SHIRLEY JACKSON USED TO BE MY BEST FRIEND / LAURA HUEY CHAMBERLAIN

Shirley Jackson used to be my best friend but even then I didn’t really like her because she was better than me at everything. She was prettier, for one thing, and even though neither of us wanted a boyfriend she could have gone steady with any boy in ninth grade, maybe even tenth. Also, her clothes were nicer and her mother let her wear false eyelashes and over-the-knee boots. My mother wouldn’t even let me get my tragus pierced, not until I was at least sixteen. 

Shirley got good grades, so Mother said we could be friends, probably because she hoped those grades would rub off on me. They didn’t. Shirley didn’t have to study or even pay attention while I could study eighteen hours a day and still not get A’s in algebra. 

Sometimes Shirley and I would ride the metro downtown and play a game she called Double Dutch Dare. If I told Mother I was going to the library and Shirley and me were studying for a test, she’d let me go, and that’s what we were doing the last time Shirley and I hung out, Going to the library. We rode the bus to Huntington metro and Shirley said it was her turn to go first and we stood under a red maple while she dug a pair of dark sunglasses and an invisible-dog leash from her knapsack. Last summer she’d stolen these at the boardwalk and now she brought them out whenever she wanted to pretend she was blind. I thought it was stupid—there’s no such thing as an invisible seeing-eye dog—but Shirley thought it was hilarious. 

We got on the metro and Shirley moved the leash so it looked like the dog was sitting beside her. After a while, the dog got bored and started sniffing other peoples’ shoes, and they laughed, and Shirley kept a straight face, like she really was blind. I was sitting beside her and I could see that behind her sunglasses her eyes weren’t even closed. When we transferred to the Orange line, she cupped my elbow with one hand and led the dog with the other. This was how real blind people walked around, she said. 

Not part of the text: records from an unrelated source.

//! Seams between the shield and its host environment
//!
//! The shield owns its state machine; everything it needs from the display
//! server, the renderer and the session lives behind these traits.

use std::fmt;
use std::time::Duration;

use crate::shared::geometry::{Monitor, monitor_at_point, primary_monitor};
use crate::shared::Geometry;

use super::events::Key;

/// Which key bindings stay active while the shield holds the modal grab
#[derive(Debug, Clone, Copy, PartialEq, Eq)]
pub enum ActionMode {
    LockScreen,
    UnlockScreen,
}

/// Handle of a live widget in the view
#[derive(Debug, Clone, Copy, PartialEq, Eq, Hash, PartialOrd, Ord)]
pub struct WidgetId(pub u64);

/// Identifies one inhibitor request so late grants can be matched
#[derive(Debug, Clone, Copy, PartialEq, Eq, Hash)]
pub struct InhibitTicket(pub u64);

/// Display server: monitors, pointer, input grabs, cursor, selections
pub trait Compositor {
    /// Current monitor layout
    fn monitors(&self) -> Vec<Monitor>;

    /// Pointer position in root coordinates
    fn pointer_position(&self) -> (i32, i32);

    /// Index of the monitor under the pointer
    fn pointer_monitor(&self) -> usize {
        let monitors = self.monitors();
        let (x, y) = self.pointer_position();
        monitor_at_point(&monitors, x, y).unwrap_or_else(|| primary_monitor(&monitors))
    }

    /// Take exclusive keyboard and pointer input. False when denied.
    fn push_modal(&mut self, mode: ActionMode) -> bool;

    /// Give exclusive input back
    fn pop_modal(&mut self);

    fn set_cursor_visible(&mut self, visible: bool);

    /// Desktop icons / desklets layer, when the host has one
    fn set_desklets_visible(&mut self, _visible: bool) {}

    /// Empty the primary and clipboard selections
    fn clear_clipboards(&mut self);
}

/// Everything the shield puts on screen
pub trait ShieldView {
    /// Window identifier handed to the lock backend
    fn stage_window(&self) -> u32;

    /// One darkened background per monitor
    fn set_backgrounds(&mut self, monitors: &[Monitor]);

    fn clear_backgrounds(&mut self);

    fn set_visible(&mut self, visible: bool);

    /// Animate shield opacity (0..=255)
    fn fade_shield(&mut self, opacity: u8, duration: Duration);

    fn show_unlock_dialog(&mut self, monitor: &Monitor, fade: Duration);

    fn move_unlock_dialog(&mut self, monitor: &Monitor);

    fn fade_out_unlock_dialog(&mut self, duration: Duration);

    fn hide_unlock_dialog(&mut self);

    /// Echo a password editing key in the dialog (masked)
    fn forward_to_password(&mut self, key: Key);

    fn open_away_prompt(&mut self);

    fn close_away_prompt(&mut self);

    fn set_away_message(&mut self, message: Option<&str>);

    /// Auxiliary info panel (notifications, power) follows the pointer monitor
    fn place_info_panel(&mut self, monitor: &Monitor);

    fn place_widget(&mut self, id: WidgetId, rect: Geometry, label: &str);

    fn remove_widget(&mut self, id: WidgetId);
}

/// Session and power manager, plus the lock backend
///
/// All calls are fire-and-forget. Inhibitor grants come back later as
/// [`ShieldEvent::InhibitorReady`](super::ShieldEvent::InhibitorReady).
pub trait SessionBridge {
    fn lock(&mut self, stage_window: u32);

    fn unlock(&mut self);

    fn release_grabs(&mut self);

    /// Keystroke for the password entry of the backend's unlock dialog.
    /// Keys must reach the backend in the order given.
    fn forward_key(&mut self, key: Key);

    fn request_inhibitor(&mut self, reason: &str, ticket: InhibitTicket);
}

/// Persisted "session was locked" flag, survives shell restarts
pub trait LockFlagStore {
    fn load(&self) -> bool;

    fn store(&mut self, locked: bool);
}

/// A held sleep inhibitor; released on close or drop
pub struct Inhibitor {
    release: Option<Box<dyn FnOnce() + Send>>,
}

impl Inhibitor {
    pub fn new(release: impl FnOnce() + Send + 'static) -> Self {
        Self {
            release: Some(Box::new(release)),
        }
    }

    pub fn close(mut self) {
        self.release_now();
    }

    fn release_now(&mut self) {
        if let Some(release) = self.release.take() {
            release();
        }
    }
}

impl Drop for Inhibitor {
    fn drop(&mut self) {
        self.release_now();
    }
}

impl fmt::Debug for Inhibitor {
    fn fmt(&self, f: &mut fmt::Formatter<'_>) -> fmt::Result {
        f.debug_struct("Inhibitor")
            .field("held", &self.release.is_some())
            .finish()
    }
}

/// Host implementations handed to the shield at construction
pub struct ShieldHost {
    pub compositor: Box<dyn Compositor>,
    pub view: Box<dyn ShieldView>,
    pub session: Box<dyn SessionBridge>,
    pub store: Box<dyn LockFlagStore>,
}
//! Simple PIO and LED bank drivers.
//!
//! Both blocks are 8 bits wide. The PIO's pins go to the expansion
//! header; the LED bank drives the red LEDs directly.

use crate::device::{self, LedRegs, PioRegs};

pub struct SimplePio {
    _priv: (),
}

impl SimplePio {
    pub(crate) fn new() -> Self {
        SimplePio { _priv: () }
    }

    fn regs(&self) -> &'static PioRegs {
        // Safety: construction is gated through take_board.
        unsafe { device::pio() }
    }

    /// All pins outputs, all low.
    pub fn init(&mut self) {
        let regs = self.regs();
        regs.direction.write(0xFF);
        regs.data.write(0);
    }

    pub fn write(&mut self, value: u8) {
        self.regs().data.write(value.into());
    }
}

/// Writes the PIO data register without owning the driver value.
///
/// Interrupt handlers use this to mirror their counter while the
/// `SimplePio` itself lives with the main loop. A plain data-register
/// store is idempotent, so the aliasing is harmless.
pub fn mirror(value: u8) {
    // Safety: single idempotent register store; see above.
    unsafe { device::pio() }.data.write(value.into());
}

pub struct Leds {
    _priv: (),
}

impl Leds {
    pub(crate) fn new() -> Self {
        Leds { _priv: () }
    }

    fn regs(&self) -> &'static LedRegs {
        // Safety: construction is gated through take_board.
        unsafe { device::leds() }
    }

    /// All LEDs off.
    pub fn init(&mut self) {
        self.regs().data.write(0);
    }

    /// Shows the low 8 bits of `value`.
    pub fn write(&mut self, value: u8) {
        self.regs().data.write(value.into());
    }
}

We got off the metro for good at Eastern Market, and Shirley stuffed the glasses and leash back into her knapsack. It was my turn, so I led us to the farmers market and we walked through tables stacked with miniature pumpkins and half-gallon jugs of cider. I took us to the street corner and composed myself, trying to imagine what it would feel like to be poor and lost and far from home. When a woman with puffy brown hair pushed an old-fashion baby carriage around the corner, I ran to her, pretending I was relieved to see her because I had lost my purse and metro card and could I please have $5 to get home. She didn’t believe me, I could tell, but she didn’t trust herself not to believe me either, so she gave me some money from her diaper bag and kept pushing the baby carriage.

For Shirley’s next turn, we ducked into an alley that took us to a neighborhood I didn’t recognize. It looked like something from my great-grandmother’s photo album, with little brick houses and concrete porches. Shirley said she wanted to do a house and she pointed to a house hidden behind a clump of tall bushes set back from the street. In the summer the house was probably invisible because even now you could tell it had been overgrown and green with vines and ivy covering everything. 

When we got to the front porch, Shirley grabbed my arm. “Don’t say anything,” she said, and she knocked on the door.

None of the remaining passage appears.